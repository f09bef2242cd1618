//! Module `market::market`.
//!
//! Market snapshot consumed by the pricing engines: spot, flat rate, continuous
//! dividend yield and a flat volatility, all in decimal units (0.05 means 5%).
//!
//! Converting percentage quotes from a data feed into decimals is the caller's job;
//! nothing in this crate divides by 100.

use crate::core::PricingError;

/// Market state used by all pricing engines.
#[derive(Debug, Clone, Copy, PartialEq, serde::Serialize, serde::Deserialize)]
pub struct MarketState {
    /// Spot price.
    pub spot: f64,
    /// Continuously compounded risk-free rate.
    pub rate: f64,
    /// Continuously compounded dividend yield.
    pub dividend_yield: f64,
    /// Annualized volatility.
    pub vol: f64,
}

impl MarketState {
    /// Starts a market builder.
    #[inline]
    pub fn builder() -> MarketStateBuilder {
        MarketStateBuilder::default()
    }

    /// Checks the invariants the builder enforces, for values built by hand or
    /// deserialized.
    ///
    /// # Errors
    /// [`PricingError::InvalidArgument`] when any field is non-finite, `spot <= 0`,
    /// `dividend_yield < 0` or `vol < 0`.
    pub fn validate(&self) -> Result<(), PricingError> {
        if !(self.spot.is_finite()
            && self.rate.is_finite()
            && self.dividend_yield.is_finite()
            && self.vol.is_finite())
        {
            return Err(PricingError::InvalidArgument(
                "market fields must be finite".to_string(),
            ));
        }
        if self.spot <= 0.0 {
            return Err(PricingError::InvalidArgument(
                "market spot must be > 0".to_string(),
            ));
        }
        if self.dividend_yield < 0.0 {
            return Err(PricingError::InvalidArgument(
                "market dividend_yield must be >= 0".to_string(),
            ));
        }
        if self.vol < 0.0 {
            return Err(PricingError::InvalidArgument(
                "market vol must be >= 0".to_string(),
            ));
        }
        Ok(())
    }

    /// Copy of this state with a different volatility.
    #[inline]
    pub fn with_vol(self, vol: f64) -> Self {
        Self { vol, ..self }
    }
}

/// Builder for [`MarketState`].
#[derive(Debug, Clone, Copy, Default)]
pub struct MarketStateBuilder {
    spot: Option<f64>,
    rate: Option<f64>,
    dividend_yield: Option<f64>,
    vol: Option<f64>,
}

impl MarketStateBuilder {
    /// Sets the spot price.
    #[inline]
    pub fn spot(mut self, spot: f64) -> Self {
        self.spot = Some(spot);
        self
    }

    /// Sets the flat risk-free rate.
    #[inline]
    pub fn rate(mut self, rate: f64) -> Self {
        self.rate = Some(rate);
        self
    }

    /// Sets the continuous dividend yield.
    #[inline]
    pub fn dividend_yield(mut self, dividend_yield: f64) -> Self {
        self.dividend_yield = Some(dividend_yield);
        self
    }

    /// Sets the flat volatility.
    #[inline]
    pub fn vol(mut self, vol: f64) -> Self {
        self.vol = Some(vol);
        self
    }

    /// Validates and builds a [`MarketState`].
    ///
    /// `rate` and `dividend_yield` default to zero; `spot` and `vol` are required.
    ///
    /// # Examples
    /// ```
    /// use optionrisk::market::MarketState;
    ///
    /// let market = MarketState::builder().spot(100.0).rate(0.05).vol(0.2).build().unwrap();
    /// assert_eq!(market.dividend_yield, 0.0);
    /// assert!(MarketState::builder().spot(100.0).build().is_err());
    /// ```
    pub fn build(self) -> Result<MarketState, PricingError> {
        let spot = self
            .spot
            .ok_or_else(|| PricingError::InvalidArgument("market spot is required".to_string()))?;
        let vol = self
            .vol
            .ok_or_else(|| PricingError::InvalidArgument("market vol is required".to_string()))?;

        let market = MarketState {
            spot,
            rate: self.rate.unwrap_or(0.0),
            dividend_yield: self.dividend_yield.unwrap_or(0.0),
            vol,
        };
        market.validate()?;
        Ok(market)
    }
}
---
**WORK ITEM:** From the records above, please extract every line and repeat it exactly.

**ANSWER TO THE PROBLEM:**
repository f09bef2242cd1618
//! Module `market::market`.
//!
//! Market snapshot consumed by the pricing engines: spot, flat rate, continuous
//! dividend yield and a flat volatility, all in decimal units (0.05 means 5%).
//!
//! Converting percentage quotes from a data feed into decimals is the caller's job;
//! nothing in this crate divides by 100.

use crate::core::PricingError;

/// Market state used by all pricing engines.
#[derive(Debug, Clone, Copy, PartialEq, serde::Serialize, serde::Deserialize)]
pub struct MarketState {
    /// Spot price.
    pub spot: f64,
    /// Continuously compounded risk-free rate.
    pub rate: f64,
    /// Continuously compounded dividend yield.
    pub dividend_yield: f64,
    /// Annualized volatility.
    pub vol: f64,
}

impl MarketState {
    /// Starts a market builder.
    #[inline]
    pub fn builder() -> MarketStateBuilder {
        MarketStateBuilder::default()
    }

    /// Checks the invariants the builder enforces, for values built by hand or
    /// deserialized.
    ///
    /// # Errors
    /// [`PricingError::InvalidArgument`] when any field is non-finite, `spot <= 0`,
    /// `dividend_yield < 0` or `vol < 0`.
    pub fn validate(&self) -> Result<(), PricingError> {
        if !(self.spot.is_finite()
            && self.rate.is_finite()
            && self.dividend_yield.is_finite()
            && self.vol.is_finite())
        {
            return Err(PricingError::InvalidArgument(
                "market fields must be finite".to_string(),
            ));
        }
        if self.spot <= 0.0 {
            return Err(PricingError::InvalidArgument(
                "market spot must be > 0".to_string(),
            ));
        }
        if self.dividend_yield < 0.0 {
            return Err(PricingError::InvalidArgument(
                "market dividend_yield must be >= 0".to_string(),
            ));
        }
        if self.vol < 0.0 {
            return Err(PricingError::InvalidArgument(
                "market vol must be >= 0".to_string(),
            ));
        }
        Ok(())
    }

    /// Copy of this state with a different volatility.
    #[inline]
    pub fn with_vol(self, vol: f64) -> Self {
        Self { vol, ..self }
    }
}

/// Builder for [`MarketState`].
#[derive(Debug, Clone, Copy, Default)]
pub struct MarketStateBuilder {
    spot: Option<f64>,
    rate: Option<f64>,
    dividend_yield: Option<f64>,
    vol: Option<f64>,
}

impl MarketStateBuilder {
    /// Sets the spot price.
    #[inline]
    pub fn spot(mut self, spot: f64) -> Self {
        self.spot = Some(spot);
        self
    }

    /// Sets the flat risk-free rate.
    #[inline]
    pub fn rate(mut self, rate: f64) -> Self {
        self.rate = Some(rate);
        self
    }

    /// Sets the continuous dividend yield.
    #[inline]
    pub fn dividend_yield(mut self, dividend_yield: f64) -> Self {
        self.dividend_yield = Some(dividend_yield);
        self
    }

    /// Sets the flat volatility.
    #[inline]
    pub fn vol(mut self, vol: f64) -> Self {
        self.vol = Some(vol);
        self
    }

    /// Validates and builds a [`MarketState`].
    ///
    /// `rate` and `dividend_yield` default to zero; `spot` and `vol` are required.
    ///
    /// # Examples
    /// ```
    /// use optionrisk::market::MarketState;
    ///
    /// let market = MarketState::builder().spot(100.0).rate(0.05).vol(0.2).build().unwrap();
    /// assert_eq!(market.dividend_yield, 0.0);
    /// assert!(MarketState::builder().spot(100.0).build().is_err());
    /// ```
    pub fn build(self) -> Result<MarketState, PricingError> {
        let spot = self
            .spot
            .ok_or_else(|| PricingError::InvalidArgument("market spot is required".to_string()))?;
        let vol = self
            .vol
            .ok_or_else(|| PricingError::InvalidArgument("market vol is required".to_string()))?;

        let market = MarketState {
            spot,
            rate: self.rate.unwrap_or(0.0),
            dividend_yield: self.dividend_yield.unwrap_or(0.0),
            vol,
        };
        market.validate()?;
        Ok(market)
    }
}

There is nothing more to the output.